- [Work task]
Go through the listing beneath and show each line containing the string "indices".

- [Dataset records]
//! CLI command implementations

pub mod config;
pub mod simulate;
pub mod tickets;
#[cfg(test)]
mod tests {
    use super::*;
    use crate::clock::ManualClock;
    use crate::scheduler::RecordingScheduler;
    use crate::store::{MemoryTicketStore, StoreOp};
    use serde_json::json;
    use std::sync::atomic::{AtomicUsize, Ordering};

    const T0: i64 = 1_700_000_000;

    struct Harness {
        store: Arc<MemoryTicketStore>,
        scheduler: Arc<RecordingScheduler>,
        clock: Arc<ManualClock>,
    }

    impl Harness {
        fn new() -> Self {
            Self {
                store: Arc::new(MemoryTicketStore::new()),
                scheduler: Arc::new(RecordingScheduler::new()),
                clock: Arc::new(ManualClock::at_secs(T0)),
            }
        }

        fn coordinator(&self, task_type: &str, delay: u64, buffer: u64) -> Coordinator {
            let config = DebounceConfig::new(Duration::from_secs(delay))
                .with_delay_buffer(Duration::from_secs(buffer));
            Coordinator::new(task_type, config, self.store.clone(), self.scheduler.clone())
                .unwrap()
                .with_clock(self.clock.clone())
        }
    }

    fn ok_body(counter: &AtomicUsize) -> impl Future<Output = anyhow::Result<&'static str>> + Send + '_ {
        async move {
            counter.fetch_add(1, Ordering::SeqCst);
            Ok("done")
        }
    }

    #[tokio::test]
    async fn test_notify_scenario() {
        let h = Harness::new();
        let notify = h.coordinator("Notify", 60, 1);

        let receipt = notify
            .schedule_with_id(
                vec![json!("u1"), json!("u2")],
                &KeySpec::indices([0, 1]),
                ExecutionId::from("abc"),
            )
            .await
            .unwrap();

        assert_eq!(receipt.key.as_str(), "Notify:u1,u2");
        assert_eq!(receipt.fire_at, T0 + 61);
        assert_eq!(
            h.store.mutations(),
            vec![StoreOp::Set {
                key: "Notify:u1,u2".to_string(),
                value: "abc".to_string(),
            }]
        );
        assert_eq!(
            h.scheduler.scheduled(),
            vec![ScheduledInvocation::new(
                "Notify",
                T0 + 61,
                vec![json!("u1"), json!("u2"), json!({"key": "Notify:u1,u2", "id": "abc"})],
            )]
        );

        // A stranger id is rejected without touching the ticket
        let calls = AtomicUsize::new(0);
        let outcome = notify
            .admit("Notify:u1,u2", "xyz", || ok_body(&calls))
            .await
            .unwrap();
        assert!(outcome.is_superseded());
        assert_eq!(calls.load(Ordering::SeqCst), 0);
        assert_eq!(h.store.peek("Notify:u1,u2"), Some("abc".to_string()));

        // The ticket holder runs and clears the ticket
        let outcome = notify
            .admit("Notify:u1,u2", "abc", || ok_body(&calls))
            .await
            .unwrap();
        assert_eq!(outcome, Admission::Executed("done"));
        assert_eq!(calls.load(Ordering::SeqCst), 1);
        assert_eq!(h.store.peek("Notify:u1,u2"), None);
    }

    #[tokio::test]
    async fn test_last_write_wins() {
        let h = Harness::new();
        let notify = h.coordinator("Notify", 60, 1);
        let spec = KeySpec::literal("u1");

        let mut ids = Vec::new();
        for _ in 0..5 {
            let receipt = notify.schedule(vec![json!("u1")], &spec).await.unwrap();
            ids.push(receipt.id);
            h.clock.advance(Duration::from_secs(2));
        }

        let unique: std::collections::HashSet<_> = ids.iter().collect();
        assert_eq!(unique.len(), ids.len());

        let calls = AtomicUsize::new(0);
        let mut executed = Vec::new();
        for inv in h.scheduler.drain() {
            let meta = inv.meta().unwrap();
            let outcome = notify.admit(&meta.key, &meta.id, || ok_body(&calls)).await.unwrap();
            if outcome.is_executed() {
                executed.push(meta.id);
            }
        }

        assert_eq!(executed, vec![ids[4].to_string()]);
        assert_eq!(calls.load(Ordering::SeqCst), 1);
    }

    #[tokio::test]
    async fn test_rejection_after_consumption_is_idempotent() {
        let h = Harness::new();
        let notify = h.coordinator("Notify", 10, 0);
        let receipt = notify
            .schedule(vec![json!("u1")], &KeySpec::literal("u1"))
            .await
            .unwrap();
        let key = receipt.key.as_str();
        let id = receipt.id.as_str();

        let calls = AtomicUsize::new(0);
        assert!(notify.admit(key, id, || ok_body(&calls)).await.unwrap().is_executed());

        h.store.clear_ops();
        for _ in 0..3 {
            let outcome = notify.admit(key, id, || ok_body(&calls)).await.unwrap();
            assert!(outcome.is_superseded());
        }

        assert_eq!(calls.load(Ordering::SeqCst), 1);
        assert!(h.store.mutations().is_empty());
    }

    #[tokio::test]
    async fn test_failure_rearms_ticket() {
        let h = Harness::new();
        let notify = h.coordinator("Notify", 60, 1);
        h.store.set("Notify:u1", "abc").await.unwrap();

        let err = notify
            .admit("Notify:u1", "abc", || async {
                Err::<(), _>(anyhow::anyhow!("smtp timeout"))
            })
            .await
            .unwrap_err();

        assert!(err.is_task_failure());
        assert!(err.to_string().contains("smtp timeout"));
        assert_eq!(h.store.peek("Notify:u1"), Some("abc".to_string()));

        // A retry with the same id is admitted again
        let calls = AtomicUsize::new(0);
        let outcome = notify.admit("Notify:u1", "abc", || ok_body(&calls)).await.unwrap();
        assert!(outcome.is_executed());
        assert_eq!(h.store.peek("Notify:u1"), None);
    }

    #[tokio::test]
    async fn test_rearm_overwrites_schedule_made_during_body() {
        // Re-arming writes the pre-admission id unconditionally; a schedule
        // that landed during the body is overwritten. Best effort only.
        let h = Harness::new();
        let notify = h.coordinator("Notify", 60, 1);
        h.store.set("Notify:u1", "old").await.unwrap();

        let store = h.store.clone();
        let result = notify
            .admit("Notify:u1", "old", || async move {
                store.set("Notify:u1", "new").await?;
                Err::<(), BoxError>("boom".into())
            })
            .await;

        assert!(result.is_err());
        assert_eq!(h.store.peek("Notify:u1"), Some("old".to_string()));
    }

    #[tokio::test]
    async fn test_namespacing_prevents_collision() {
        let h = Harness::new();
        let notify = h.coordinator("Notify", 60, 1);
        let digest = h.coordinator("Digest", 60, 1);
        let spec = KeySpec::literal("u1");

        let a = notify.schedule(vec![], &spec).await.unwrap();
        let b = digest.schedule(vec![], &spec).await.unwrap();

        assert_eq!(a.key.as_str(), "Notify:u1");
        assert_eq!(b.key.as_str(), "Digest:u1");
        assert_eq!(h.store.entries().len(), 2);

        let calls = AtomicUsize::new(0);
        assert!(notify
            .admit(a.key.as_str(), a.id.as_str(), || ok_body(&calls))
            .await
            .unwrap()
            .is_executed());

        assert_eq!(h.store.peek("Digest:u1"), Some(b.id.to_string()));
    }

    #[tokio::test]
    async fn test_invalid_key_has_no_side_effects() {
        let h = Harness::new();
        let notify = h.coordinator("Notify", 60, 1);

        let err = notify
            .schedule(vec![json!(null)], &KeySpec::indices([0]))
            .await
            .unwrap_err();
        assert!(matches!(err, Error::KeyNotString { .. }));

        let err = notify
            .schedule(vec![json!("u1")], &KeySpec::derive(|_| json!(["not", "a", "string"])))
            .await
            .unwrap_err();
        assert!(matches!(err, Error::KeyNotString { .. }));

        assert!(h.store.ops().is_empty());
        assert!(h.scheduler.is_empty());
    }

    #[tokio::test]
    async fn test_store_failure_surfaces() {
        let h = Harness::new();
        let notify = h.coordinator("Notify", 60, 1);
        h.store.set_offline(true);

        let err = notify
            .schedule(vec![], &KeySpec::literal("u1"))
            .await
            .unwrap_err();
        assert!(matches!(err, Error::Store { .. }));
        assert!(h.scheduler.is_empty());

        let calls = AtomicUsize::new(0);
        let err = notify
            .admit("Notify:u1", "abc", || ok_body(&calls))
            .await
            .unwrap_err();
        assert!(matches!(err, Error::Store { .. }));
        assert_eq!(calls.load(Ordering::SeqCst), 0);
    }

    #[tokio::test]
    async fn test_failed_delete_blocks_body() {
        let h = Harness::new();
        let notify = h.coordinator("Notify", 60, 1);
        let receipt = notify
            .schedule(vec![json!("u1")], &KeySpec::indices([0]))
            .await
            .unwrap();

        h.store.set_fail_deletes(true);
        h.store.clear_ops();

        let calls = AtomicUsize::new(0);
        let err = notify
            .admit(receipt.key.as_str(), receipt.id.as_str(), || ok_body(&calls))
            .await
            .unwrap_err();

        assert!(matches!(err, Error::Store { .. }));
        assert!(!err.is_task_failure());
        assert_eq!(calls.load(Ordering::SeqCst), 0);
        assert!(h.store.mutations().is_empty());
        assert_eq!(h.store.peek(receipt.key.as_str()), Some(receipt.id.to_string()));

        // Once deletes work again the same invocation is admitted
        h.store.set_fail_deletes(false);
        let outcome = notify
            .admit(receipt.key.as_str(), receipt.id.as_str(), || ok_body(&calls))
            .await
            .unwrap();
        assert!(outcome.is_executed());
        assert_eq!(calls.load(Ordering::SeqCst), 1);
    }

    #[test]
    fn test_task_type_must_be_namespace_safe() {
        let h = Harness::new();
        let config = DebounceConfig::new(Duration::from_secs(1));
        let err = Coordinator::new("A:B", config, h.store.clone(), h.scheduler.clone()).unwrap_err();
        assert!(matches!(err, Error::InvalidTaskType { .. }));
    }

    #[test]
    fn test_fire_offset_rounds_up_to_seconds() {
        let config = DebounceConfig::new(Duration::from_millis(2500))
            .with_delay_buffer(Duration::from_millis(900));
        assert_eq!(config.fire_offset_secs(), 4);

        // Sub-second buffer still pushes the fire time past the delay
        let config = DebounceConfig::new(Duration::from_secs(60))
            .with_delay_buffer(Duration::from_millis(500));
        assert_eq!(config.fire_offset_secs(), 61);

        // Fractions that sum to a whole second are not rounded further
        let config = DebounceConfig::new(Duration::from_millis(1500))
            .with_delay_buffer(Duration::from_millis(500));
        assert_eq!(config.fire_offset_secs(), 2);

        assert_eq!(DebounceConfig::new(Duration::from_secs(60)).fire_offset_secs(), 61);
        assert_eq!(
            DebounceConfig::new(Duration::ZERO)
                .with_delay_buffer(Duration::ZERO)
                .fire_offset_secs(),
            0
        );
    }
}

- [Exercise response]
                &KeySpec::indices([0, 1]),
            .schedule(vec![json!(null)], &KeySpec::indices([0]))
            .schedule(vec![json!("u1")], &KeySpec::indices([0]))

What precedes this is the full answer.